MartinBryant wrote:bob wrote:Is that not a _huge_ change? 10 less wins, 10 less losses, 20 more draws. Just by adding 1000 nodes.
Yes it is, but it is exactly what you'd expect because of the non-determinacy in mature engines.
It is what _I_ expect, yes. But not "everyone" believes engines are that non-deterministic. That's why I ran the test, to actually measure this effect, which is pronounced, regardless of the opinions of others to the contrary.
I ran a different experiment...
I played Fruit against itself for 100 games with no book at 0.5 seconds / move to see how many games it took before it repeated the first game.
Now if the engine was determinant we'd get a repeat on the second game.
But anybody care to guess how many games before a repeat occurred?
The answer is not a single one!
In fact, not only did the first game never repeat, there wasn't a single duplicate in the whole match!
(You might even conclude that using a set of opening positions is irrelevant! Just leave the engines to it! That's probably too extreme for most peoples tastes though.)
Not surprising to me. But again, others have suggested that this non-deterministic effect I have been seeing is something that is unique to crafty, rather than uniformly applicable to nearly all engines today, except for the brain-dead simple ones that are not important to the discussion.
The fluctuation in timings are accentuated in this kind of test as the search is terminated mid flow as opposed to at a couple of well defined decision points (do I start another iteration? do I terminate this iteration after this root move?) but it demonstrates the problem nicely.
A few different transposition table entries early on rapidly multiply until the root move scores start to change and eventually even the root move choice.
I believe it's synonymous with the butterfly effect in chaos theory. An innocent table entry flaps its wings and later on there's a hurricane in the game result.
That could easily have been cut/pasted from several of my past posts on the topic.
Your test is effectively just giving a consistent +ve clock wobble every move, as opposed to a random +/- on some moves.
It isn't always +ve. The problem is that the clock sort of "jumps" along in discrete steps, while I can sample at any point between the steps. So I could start something right before one of these jumps, and sample right after and draw the conclusion that I had used enough time when I had actually used almost none. Also using more time on one move means less time is left to use on others later, so it is a sort of oscillation that is set into motion somewhere and it ripples throughout the game after that point.
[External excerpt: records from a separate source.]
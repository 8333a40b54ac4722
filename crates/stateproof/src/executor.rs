//! Replays a store-tree operation stream into a root hash.
//!
//! Nodes live in an arena and the stack holds arena indices. Every push
//! creates a leaf; `Parent` and `Child` pop the two topmost entries and push
//! the node joining them:
//!
//! ```text
//! Child:  left = below, right = top
//! Parent: left = top,   right = below
//! hash = H(left.hash || right.hash)
//! ```
//!
//! Disclosed leaves are hashed here from their key and value; hashes for
//! them are never taken from the wire.

use tracing::debug;

use crate::{
    ExecutionResult, Hash32, MalformedReason, ProofError, ProofHasher, ProofLeaf, ProofOperation,
    Result,
};

enum NodeKind {
    Leaf(ProofLeaf),
    Branch { left: usize, right: usize },
}

struct Node {
    hash: Hash32,
    kind: NodeKind,
}

/// Stack entry; `min_key`/`max_key` index the smallest and largest
/// disclosed entry under the node.
#[derive(Clone, Copy)]
struct StackEntry {
    node: usize,
    min_key: Option<usize>,
    max_key: Option<usize>,
}

/// Execute decoded operations, returning the recomputed root and the
/// disclosed entries.
pub fn execute<H: ProofHasher + ?Sized>(
    hasher: &H,
    ops: &[ProofOperation],
) -> Result<ExecutionResult> {
    let mut nodes: Vec<Node> = Vec::with_capacity(ops.len());
    let mut stack: Vec<StackEntry> = Vec::new();
    let mut entries: Vec<(Vec<u8>, Vec<u8>)> = Vec::new();

    for (op_index, op) in ops.iter().enumerate() {
        match op {
            ProofOperation::Hash(h) => {
                let leaf = NodeKind::Leaf(ProofLeaf::Hash(*h));
                stack.push(push_node(&mut nodes, *h, leaf));
            }
            ProofOperation::KeyValueHash(h) => {
                let leaf = NodeKind::Leaf(ProofLeaf::KeyValueHash(*h));
                stack.push(push_node(&mut nodes, *h, leaf));
            }
            ProofOperation::KeyValueEntry { key, value } => {
                let hash = hasher.hash_kv(key, value)?;
                let entry = entries.len();
                entries.push((key.clone(), value.clone()));
                let leaf = NodeKind::Leaf(ProofLeaf::Entry(entry));
                let mut item = push_node(&mut nodes, hash, leaf);
                item.min_key = Some(entry);
                item.max_key = Some(entry);
                stack.push(item);
            }
            ProofOperation::Parent | ProofOperation::Child => {
                let (Some(top), Some(below)) = (stack.pop(), stack.pop()) else {
                    return Err(MalformedReason::StackUnderflow { op_index }.into());
                };
                let (left, right) = match op {
                    ProofOperation::Parent => (top, below),
                    _ => (below, top),
                };

                if let (Some(l), Some(r)) = (left.max_key, right.min_key) {
                    if entries[l].0 >= entries[r].0 {
                        return Err(MalformedReason::KeyOrder { op_index }.into());
                    }
                }

                let hash = hasher.hash_pair(&nodes[left.node].hash, &nodes[right.node].hash);
                let branch = NodeKind::Branch {
                    left: left.node,
                    right: right.node,
                };
                let mut item = push_node(&mut nodes, hash, branch);
                item.min_key = left.min_key.or(right.min_key);
                item.max_key = right.max_key.or(left.max_key);
                stack.push(item);
            }
        }
    }

    let root = match stack.as_slice() {
        [] => return Err(ProofError::EmptyProof),
        [root] => *root,
        rest => {
            let remaining = rest.len();
            return Err(ProofError::IncompleteProof { remaining });
        }
    };

    let leaves = leaves_in_order(&nodes, root.node);
    let root_hash = nodes[root.node].hash;

    debug!(
        ops = ops.len(),
        leaves = leaves.len(),
        disclosed = entries.len(),
        root = %hex::encode(root_hash),
        "store_tree: executed"
    );

    Ok(ExecutionResult {
        root_hash,
        disclosed_entries: entries,
        leaves,
    })
}

fn push_node(nodes: &mut Vec<Node>, hash: Hash32, kind: NodeKind) -> StackEntry {
    nodes.push(Node { hash, kind });
    StackEntry {
        node: nodes.len() - 1,
        min_key: None,
        max_key: None,
    }
}

/// Leaves under `root`, left to right, without recursion.
fn leaves_in_order(nodes: &[Node], root: usize) -> Vec<ProofLeaf> {
    let mut leaves = Vec::new();
    let mut pending = vec![root];
    while let Some(i) = pending.pop() {
        match &nodes[i].kind {
            NodeKind::Leaf(leaf) => leaves.push(leaf.clone()),
            NodeKind::Branch { left, right } => {
                pending.push(*right);
                pending.push(*left);
            }
        }
    }
    leaves
}
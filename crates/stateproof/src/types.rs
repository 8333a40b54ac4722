//! Core types for proof verification

use std::collections::BTreeMap;
use std::fmt;
use std::str::FromStr;

use serde::{Deserialize, Serialize};

use crate::value::decode_value;
use crate::Result;

/// 32-byte hash
pub type Hash32 = [u8; 32];

/// Per-key verification results, ordered by key
pub type KeyOutcomes = BTreeMap<Vec<u8>, VerificationOutcome>;

/// Platform subtrees that can be queried with proofs
#[derive(Clone, Copy, Debug, PartialEq, Eq, PartialOrd, Ord, Hash)]
pub enum CollectionName {
    Identities,
    PublicKeyHashes,
    DataContracts,
    Documents,
}

impl CollectionName {
    pub const ALL: [CollectionName; 4] = [
        CollectionName::Identities,
        CollectionName::PublicKeyHashes,
        CollectionName::DataContracts,
        CollectionName::Documents,
    ];

    pub fn as_str(&self) -> &'static str {
        match self {
            CollectionName::Identities => "identities",
            CollectionName::PublicKeyHashes => "publicKeyHashes",
            CollectionName::DataContracts => "dataContracts",
            CollectionName::Documents => "documents",
        }
    }
}

impl fmt::Display for CollectionName {
    fn fmt(&self, f: &mut fmt::Formatter<'_>) -> fmt::Result {
        f.write_str(self.as_str())
    }
}

impl FromStr for CollectionName {
    type Err = String;

    fn from_str(s: &str) -> std::result::Result<Self, Self::Err> {
        CollectionName::ALL
            .into_iter()
            .find(|c| c.as_str() == s)
            .ok_or_else(|| format!("unknown collection: {s}"))
    }
}

/// Proofs returned alongside a platform query response
#[derive(Clone, Debug, Default, PartialEq, Eq, Serialize, Deserialize)]
#[serde(rename_all = "camelCase")]
pub struct ProofBundle {
    #[serde(with = "hex")]
    pub root_tree_proof: Vec<u8>,
    #[serde(with = "hex_map")]
    pub store_tree_proofs: BTreeMap<CollectionName, Vec<u8>>,
    #[serde(with = "hex", default)]
    pub signature: Vec<u8>,
    #[serde(with = "hex", default)]
    pub signature_quorum_hash: Vec<u8>,
}

/// One decoded store-tree proof instruction
#[derive(Clone, Debug, PartialEq, Eq)]
pub enum ProofOperation {
    /// Hash of an undisclosed subtree
    Hash(Hash32),
    /// Hash standing in for a single undisclosed key/value pair
    KeyValueHash(Hash32),
    /// Disclosed pair; `value` is the raw CBOR payload
    KeyValueEntry { key: Vec<u8>, value: Vec<u8> },
    Parent,
    Child,
}

/// A leaf of the reconstructed store tree, left to right
#[derive(Clone, Debug, PartialEq, Eq)]
pub enum ProofLeaf {
    Hash(Hash32),
    KeyValueHash(Hash32),
    /// Index into [`ExecutionResult::disclosed_entries`]
    Entry(usize),
}

/// Result of replaying a store-tree proof
#[derive(Clone, Debug, PartialEq, Eq)]
pub struct ExecutionResult {
    pub root_hash: Hash32,
    /// Disclosed pairs in stream order
    pub disclosed_entries: Vec<(Vec<u8>, Vec<u8>)>,
    /// Leaves in left-to-right tree order
    pub leaves: Vec<ProofLeaf>,
}

impl ExecutionResult {
    /// Disclosed pairs in tree order, which is ascending key order.
    pub fn entries_in_order(&self) -> impl Iterator<Item = &(Vec<u8>, Vec<u8>)> + '_ {
        self.leaves.iter().filter_map(|leaf| match leaf {
            ProofLeaf::Entry(i) => self.disclosed_entries.get(*i),
            _ => None,
        })
    }
}

/// Decoded root-tree proof buffer
#[derive(Clone, Debug, Default, PartialEq, Eq)]
pub struct RootTreeSiblingProof {
    /// Leaf count recorded by the producer (informational)
    pub total_leaves: u32,
    pub sibling_hashes: Vec<Hash32>,
}

#[derive(Clone, Copy, Debug, PartialEq, Eq)]
pub enum InvalidReason {
    KeyNotBracketed,
}

impl fmt::Display for InvalidReason {
    fn fmt(&self, f: &mut fmt::Formatter<'_>) -> fmt::Result {
        match self {
            InvalidReason::KeyNotBracketed => f.write_str("key not bracketed"),
        }
    }
}

/// What a proof says about one queried key
#[derive(Clone, Debug, PartialEq, Eq)]
pub enum VerificationOutcome {
    /// Key is included; holds the disclosed value bytes unchanged
    Present(Vec<u8>),
    /// Key is provably not in the collection
    Absent,
    /// Proof neither includes nor excludes the key
    Invalid(InvalidReason),
}

impl VerificationOutcome {
    pub fn value(&self) -> Option<&[u8]> {
        match self {
            VerificationOutcome::Present(v) => Some(v),
            _ => None,
        }
    }

    /// Decode a present value from CBOR.
    pub fn decoded(&self) -> Option<Result<ciborium::Value>> {
        self.value().map(decode_value)
    }

    pub fn is_present(&self) -> bool {
        matches!(self, VerificationOutcome::Present(_))
    }
}

/// Store-tree proofs keyed by collection name, hex-encoded in text formats.
mod hex_map {
    use std::collections::BTreeMap;

    use serde::de::Error;
    use serde::{Deserialize, Deserializer, Serialize, Serializer};

    use super::CollectionName;

    pub fn serialize<S: Serializer>(
        map: &BTreeMap<CollectionName, Vec<u8>>,
        serializer: S,
    ) -> Result<S::Ok, S::Error> {
        map.iter()
            .map(|(name, bytes)| (name.as_str(), hex::encode(bytes)))
            .collect::<BTreeMap<_, _>>()
            .serialize(serializer)
    }

    pub fn deserialize<'de, D: Deserializer<'de>>(
        deserializer: D,
    ) -> Result<BTreeMap<CollectionName, Vec<u8>>, D::Error> {
        let raw = BTreeMap::<String, String>::deserialize(deserializer)?;
        raw.into_iter()
            .map(|(name, bytes)| {
                let name = name.parse::<CollectionName>().map_err(D::Error::custom)?;
                let bytes = hex::decode(bytes).map_err(D::Error::custom)?;
                Ok::<_, D::Error>((name, bytes))
            })
            .collect()
    }
}
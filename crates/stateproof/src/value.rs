//! Disclosed values are CBOR documents

use crate::{ProofError, Result};

/// Decode one disclosed value. The payload must hold exactly one CBOR item.
pub fn decode_value(bytes: &[u8]) -> Result<ciborium::Value> {
    let mut reader = bytes;
    let value: ciborium::Value = ciborium::de::from_reader(&mut reader)
        .map_err(|e| ProofError::InvalidValue(e.to_string()))?;
    if !reader.is_empty() {
        return Err(ProofError::InvalidValue(format!(
            "{} trailing bytes after value",
            reader.len()
        )));
    }
    Ok(value)
}
//! Currently-playing poller.
//!
//! # Architecture Overview
//!
//! ```text
//!   ┌──────────────┐   every period   ┌──────────────┐   GET    ┌──────────────────────────────┐
//!   │ config + CLI │ ───────────────▶ │    Poller    │ ───────▶ │ localhost:8080               │
//!   └──────────────┘                  │ (counter)    │          │ /spotify/currently-playing   │
//!                                     └──────┬───────┘          └──────────────┬───────────────┘
//!                                            │ log counter                     │ body chunks
//!                                            ▼                                 ▼
//!                                         stderr                            stdout
//! ```
//!
//! With no flags, ticks once per second forever. Stops on SIGINT/SIGTERM.

use std::net::SocketAddr;
use std::sync::Arc;

use clap::Parser;

use playing_poller::config::Cli;
use playing_poller::lifecycle::Shutdown;
use playing_poller::observability::{logging, metrics};
use playing_poller::poller::{Poller, StdoutSink};

#[tokio::main]
async fn main() -> Result<(), Box<dyn std::error::Error>> {
    let cli = Cli::parse();
    let config = cli.resolve()?;

    logging::init_logging(&config.observability.log_level);

    tracing::info!("playing-poller v{} starting", env!("CARGO_PKG_VERSION"));
    tracing::info!(
        host = %config.target.host,
        port = config.target.port,
        path = %config.target.path,
        interval_ms = config.schedule.interval_ms,
        timeout_ms = ?config.schedule.timeout_ms,
        overlap = ?config.schedule.overlap,
        "Configuration loaded"
    );

    if let Some(addr) = &config.observability.metrics_address {
        let addr: SocketAddr = addr.parse()?;
        metrics::init_metrics(addr);
    }

    let shutdown = Shutdown::new();
    shutdown.trigger_on_signal();

    let poller = Poller::new(&config, Arc::new(StdoutSink))?;
    let invocations = poller.run(shutdown.subscribe()).await;

    tracing::info!(invocations, "Shutdown complete");
    Ok(())
}
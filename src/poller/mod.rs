//! Fixed-interval poller.
//!
//! # Data Flow
//! ```text
//! Periodic timer (schedule.rs)
//!     → increment invocation counter, log it
//!     → apply overlap policy to the previous request
//!     → spawn request task (request.rs)
//!
//! Request task (request.rs):
//!     GET target
//!     → each body chunk written to the OutputSink (sink.rs), in arrival order
//!     → TickReport sent on the optional report channel
//! ```
//!
//! # State Machine
//! ```text
//! Idle → Requesting → Idle
//! ```
//! Driven only by the timer. No transition depends on the request outcome.
//!
//! # Design Decisions
//! - A tick never waits for its response; the timer is never blocked
//! - Response status is not inspected; non-2xx bodies are streamed unchanged
//! - Request failures are values on the report channel, never loop errors

pub mod request;
pub mod schedule;
pub mod sink;
pub mod types;

pub use schedule::Poller;
pub use sink::{MemorySink, OutputSink, StdoutSink};
pub use types::{PollError, TickOutcome, TickReport};
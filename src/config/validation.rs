//! Configuration validation.
//!
//! # Responsibilities
//! - Semantic validation (serde handles syntactic)
//! - Validate value ranges (interval > 0, port valid)
//! - Check the target assembles into a usable URL
//!
//! # Design Decisions
//! - Returns all validation errors, not just first
//! - Validation is pure function: PollerConfig → Result<(), Vec<ValidationError>>
//! - Runs before config is accepted into the system

use std::net::SocketAddr;
use thiserror::Error;

use crate::config::schema::PollerConfig;

/// A single semantic problem with a configuration.
#[derive(Debug, Clone, PartialEq, Eq, Error)]
pub enum ValidationError {
    #[error("target.host must not be empty")]
    EmptyHost,

    #[error("target.port must not be 0")]
    ZeroPort,

    #[error("target.path '{0}' must start with '/'")]
    RelativePath(String),

    #[error("target.method '{0}' is not a valid HTTP method")]
    InvalidMethod(String),

    #[error("target does not form a valid URL: {0}")]
    InvalidUrl(String),

    #[error("schedule.interval_ms must be greater than 0")]
    ZeroInterval,

    #[error("schedule.timeout_ms must be greater than 0 when set")]
    ZeroTimeout,

    #[error("observability.metrics_address '{0}' is not a socket address")]
    InvalidMetricsAddress(String),
}

/// Check a configuration, collecting every problem found.
pub fn validate_config(config: &PollerConfig) -> Result<(), Vec<ValidationError>> {
    let mut errors = Vec::new();
    let target = &config.target;

    if target.host.trim().is_empty() {
        errors.push(ValidationError::EmptyHost);
    }
    if target.port == 0 {
        errors.push(ValidationError::ZeroPort);
    }
    if !target.path.starts_with('/') {
        errors.push(ValidationError::RelativePath(target.path.clone()));
    }
    if reqwest::Method::from_bytes(target.method.as_bytes()).is_err() {
        errors.push(ValidationError::InvalidMethod(target.method.clone()));
    }
    // Only worth checking when the parts themselves look sane.
    if errors.is_empty() {
        if let Err(e) = target.url() {
            errors.push(ValidationError::InvalidUrl(e.to_string()));
        }
    }

    if config.schedule.interval_ms == 0 {
        errors.push(ValidationError::ZeroInterval);
    }
    if config.schedule.timeout_ms == Some(0) {
        errors.push(ValidationError::ZeroTimeout);
    }

    if let Some(addr) = &config.observability.metrics_address {
        if addr.parse::<SocketAddr>().is_err() {
            errors.push(ValidationError::InvalidMetricsAddress(addr.clone()));
        }
    }

    if errors.is_empty() {
        Ok(())
    } else {
        Err(errors)
    }
}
Could it even be that a SINGLE node extra could cause such variation? Fancy trying a 1,000,000 node run and a 1,000,001 node run?
I believe I ran such a thing, let me try to dig up the data. If I can't I can run it. I ran lots of +/- 100 node tests...
The vast majority of this non-determinancy can be removed of course by simply clearing the transposition table before each move.
Of course this is not something you want to do in a real game but might be worth a few experiments when testing? Of course your opponents would have to have this option available to try too! Gut feeling though, I don't think it would stop you getting the fluctuations in the overall results that you see. I believe there's something else going on that we're all not seeing, but I too have no idea what it is.
FWIW, I sympathise with your original problem and I can entirely believe your data. (Although my Cambridge mathematician son was incredulous... at least he didn't accuse you of lying!

)
Good to know that some have some common sense and want to test for themselves as opposed to stamping their feet and shouting "can't be... can't be"
I used to play 1000 game runs to try to make a good/bad decision but I too was getting too many inconsistent results if I re-ran. (Apologies for never posting anything, I didn't realise I was meant too!)
I've now decided that using any arbitrary number of games is incorrect and changed the process as follows.
My GUI graphs the ELO rating as a match progresses. I start an open ended match and let it go until the graph has flatlined to a +/-1 window for a thousand games. With this method I can sometimes get runs <2000 games but often runs of >4000 games are not uncommon.
I'm not sure that this method will stand the test of time either, but it's what 'gives me confidence' (or keeps me sane!) currently.
However, if you re-run, won't you get _different_ results once again? I have tried that approach, in that at any instant I can grab the current BayesElo output for all games completed so far. My original intent was to play "just enough" games. But when I re-run, I still get different results.
For those that are interested, I achieve these number of games in a reasonable time as follows...
I don't have a cluster, but I do have up to 6 test PCs available at different times. Most are old kit that has been retired from real use but is still good for sitting in a corner blindly churning out chess moves. Sometimes I steal the kids PCs too!
I also play at very fast time controls which I believe are as good as any other. I think any choice of time control is entirely arbitrary as nobody ever specifies CPU speeds when they quote such things. Modern CPUs can go much deeper in 100ms than we were acheiving at tournament time controls 25 years ago! So why should a 5+5 game game be any more 'respectable' than a 0.5+0.5
Anyways, good luck with your testing and please keep us posted on any findings as at least some of us are interested in your results!